Saved entries:

□ □ □ □ □ □ □

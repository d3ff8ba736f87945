//! Supabase (PostgREST) storage backend

use async_trait::async_trait;
use reqwest::{Client, Method, RequestBuilder};
use sdr_core::account::opaque_id;
use sdr_core::{Account, AccountKey, ResearchRecord, SdrError, SdrResult, SupabaseConfig};
use serde::Deserialize;
use serde_json::Value;
use tracing::{debug, instrument};

use super::{employee_count, text_value, StorageBackend};

const BACKEND: &str = "supabase";

/// Row of the `accounts` table; older rows use `headquarters`/`employees`
#[derive(Debug, Deserialize)]
struct AccountRow {
    #[serde(default, deserialize_with = "opaque_id")]
    id: String,
    #[serde(default)]
    name: String,
    industry: Option<String>,
    location: Option<String>,
    headquarters: Option<String>,
    employee_count: Option<Value>,
    employees: Option<Value>,
    revenue: Option<Value>,
    website: Option<String>,
    description: Option<String>,
}

impl From<AccountRow> for Account {
    fn from(row: AccountRow) -> Self {
        let employees = row
            .employee_count
            .as_ref()
            .and_then(employee_count)
            .or_else(|| row.employees.as_ref().and_then(employee_count));

        Account {
            id: row.id,
            name: row.name,
            industry: row.industry,
            location: row.location.or(row.headquarters),
            employees,
            revenue: row.revenue.as_ref().and_then(text_value),
            website: row.website,
            description: row.description,
        }
    }
}

pub struct SupabaseBackend {
    client: Client,
    rest_url: String,
    key: String,
}

impl SupabaseBackend {
    pub fn new(config: &SupabaseConfig) -> Self {
        Self {
            client: Client::new(),
            rest_url: format!("{}/rest/v1", config.url.trim_end_matches('/')),
            key: config.key.clone(),
        }
    }

    fn request(&self, method: Method, table: &str) -> RequestBuilder {
        self.client
            .request(method, format!("{}/{}", self.rest_url, table))
            .header("apikey", &self.key)
            .header("Authorization", format!("Bearer {}", self.key))
    }

    /// Send a request and return the body of a 2xx response
    async fn execute(&self, request: RequestBuilder) -> SdrResult<String> {
        let response = request
            .send()
            .await
            .map_err(|e| SdrError::storage(BACKEND, format!("request failed: {}", e)))?;

        let status = response.status();
        let body = response
            .text()
            .await
            .map_err(|e| SdrError::storage(BACKEND, format!("failed to read response: {}", e)))?;

        if !status.is_success() {
            return Err(SdrError::storage(BACKEND, format!("HTTP {}: {}", status, body)));
        }
        Ok(body)
    }
}

fn key_filter(key: &AccountKey) -> (&'static str, String) {
    match key {
        AccountKey::Id(id) => ("account_id", format!("eq.{}", id)),
        AccountKey::Name(name) => ("account_name", format!("eq.{}", name)),
    }
}

#[async_trait]
impl StorageBackend for SupabaseBackend {
    fn name(&self) -> &'static str {
        BACKEND
    }

    #[instrument(skip(self))]
    async fn list_accounts(&self) -> SdrResult<Vec<Account>> {
        let body = self
            .execute(self.request(Method::GET, "accounts").query(&[("select", "*")]))
            .await?;

        let rows: Vec<AccountRow> = serde_json::from_str(&body)
            .map_err(|e| SdrError::parse(format!("Failed to parse accounts: {}", e)))?;
        debug!("Fetched {} account rows", rows.len());

        Ok(rows.into_iter().map(Account::from).collect())
    }

    #[instrument(skip(self))]
    async fn find_research(&self, key: &AccountKey) -> SdrResult<Option<ResearchRecord>> {
        let (column, filter) = key_filter(key);
        let request = self.request(Method::GET, "research").query(&[
            ("select", "*"),
            (column, filter.as_str()),
            ("limit", "1"),
        ]);
        let body = self.execute(request).await?;

        let rows: Vec<ResearchRecord> = serde_json::from_str(&body)
            .map_err(|e| SdrError::parse(format!("Failed to parse research rows: {}", e)))?;
        Ok(rows.into_iter().next())
    }

    #[instrument(skip(self, record), fields(account = %record.account_name))]
    async fn insert_research(&self, record: &ResearchRecord) -> SdrResult<()> {
        let request = self
            .request(Method::POST, "research")
            .header("Prefer", "return=representation")
            .json(record);
        self.execute(request).await?;
        Ok(())
    }

    #[instrument(skip(self, record), fields(account = %record.account_name))]
    async fn update_research(&self, record_id: &str, record: &ResearchRecord) -> SdrResult<()> {
        let filter = format!("eq.{}", record_id);
        let request = self
            .request(Method::PATCH, "research")
            .query(&[("id", filter.as_str())])
            .header("Prefer", "return=representation")
            .json(record);
        self.execute(request).await?;
        Ok(())
    }
}
//! SDR Research Assistant API Server
//!
//! HTTP API that generates account research (Perplexity insights + OpenAI talk
//! tracks), stores it in Supabase or Airtable and serves company metadata.

mod routes;

use std::net::SocketAddr;
use std::sync::Arc;

use sdr_core::AppConfig;
use sdr_research::{OpenAIClient, PerplexityClient};
use sdr_services::{AccountStore, LibraryService, MetadataService, ResearchService};
use tracing::info;
use tracing_subscriber::{fmt, prelude::*, EnvFilter};

/// Application state shared across handlers
#[derive(Clone)]
pub struct AppState {
    pub config: Arc<AppConfig>,
    pub store: Arc<AccountStore>,
    pub research_service: Arc<ResearchService>,
    pub metadata_service: Arc<MetadataService>,
    pub library_service: Arc<LibraryService>,
}

impl AppState {
    /// Wire every service from configuration
    pub fn from_config(config: AppConfig) -> Self {
        let perplexity = Arc::new(PerplexityClient::new(&config.perplexity));
        let openai = Arc::new(OpenAIClient::new(&config.openai));
        let store = Arc::new(AccountStore::from_config(&config));

        let research_service = Arc::new(ResearchService::new(
            store.clone(),
            perplexity.clone(),
            openai,
        ));
        let metadata_service = Arc::new(MetadataService::new(perplexity));

        Self {
            config: Arc::new(config),
            store,
            research_service,
            metadata_service,
            library_service: Arc::new(LibraryService::new()),
        }
    }
}

#[tokio::main]
async fn main() -> anyhow::Result<()> {
    // Load environment variables; missing files are not an error
    for file in [".env.local", ".env"] {
        if let Err(e) = dotenvy::from_filename(file) {
            if !matches!(e, dotenvy::Error::Io(_)) {
                eprintln!("Warning: Failed to load {}: {}", file, e);
            }
        }
    }

    // Initialize logging
    tracing_subscriber::registry()
        .with(fmt::layer())
        .with(
            EnvFilter::try_from_default_env()
                .unwrap_or_else(|_| EnvFilter::new("info,sdr_api=debug")),
        )
        .init();

    info!("Starting SDR Research Assistant API");

    let config = AppConfig::from_env();

    if config.is_perplexity_configured() {
        info!("Perplexity configured (model {})", config.perplexity.model);
    } else {
        info!("PERPLEXITY_API_KEY not set - insights will use placeholders");
    }
    if config.is_openai_configured() {
        info!("OpenAI configured (model {})", config.openai.model);
    } else {
        info!("OPENAI_API_KEY not set - talk tracks will use the fallback template");
    }

    let port = config.port;
    let state = AppState::from_config(config);
    let app = routes::app(state);

    let addr = SocketAddr::from(([0, 0, 0, 0], port));
    info!("Server listening on http://{}", addr);

    let listener = tokio::net::TcpListener::bind(addr).await?;
    axum::serve(listener, app).await?;

    Ok(())
}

□ □ □ □ □ □ □

DESCRIPTION OF THE TASK: Output, from the data above, the lines from the line with "let body = response" to the line with "#[async_trait]" exactly as they stand, both ends included and nothing else.

ANSWER SPACE:
        let body = response
            .text()
            .await
            .map_err(|e| SdrError::storage(BACKEND, format!("failed to read response: {}", e)))?;

        if !status.is_success() {
            return Err(SdrError::storage(BACKEND, format!("HTTP {}: {}", status, body)));
        }
        Ok(body)
    }
}

fn key_filter(key: &AccountKey) -> (&'static str, String) {
    match key {
        AccountKey::Id(id) => ("account_id", format!("eq.{}", id)),
        AccountKey::Name(name) => ("account_name", format!("eq.{}", name)),
    }
}

#[async_trait]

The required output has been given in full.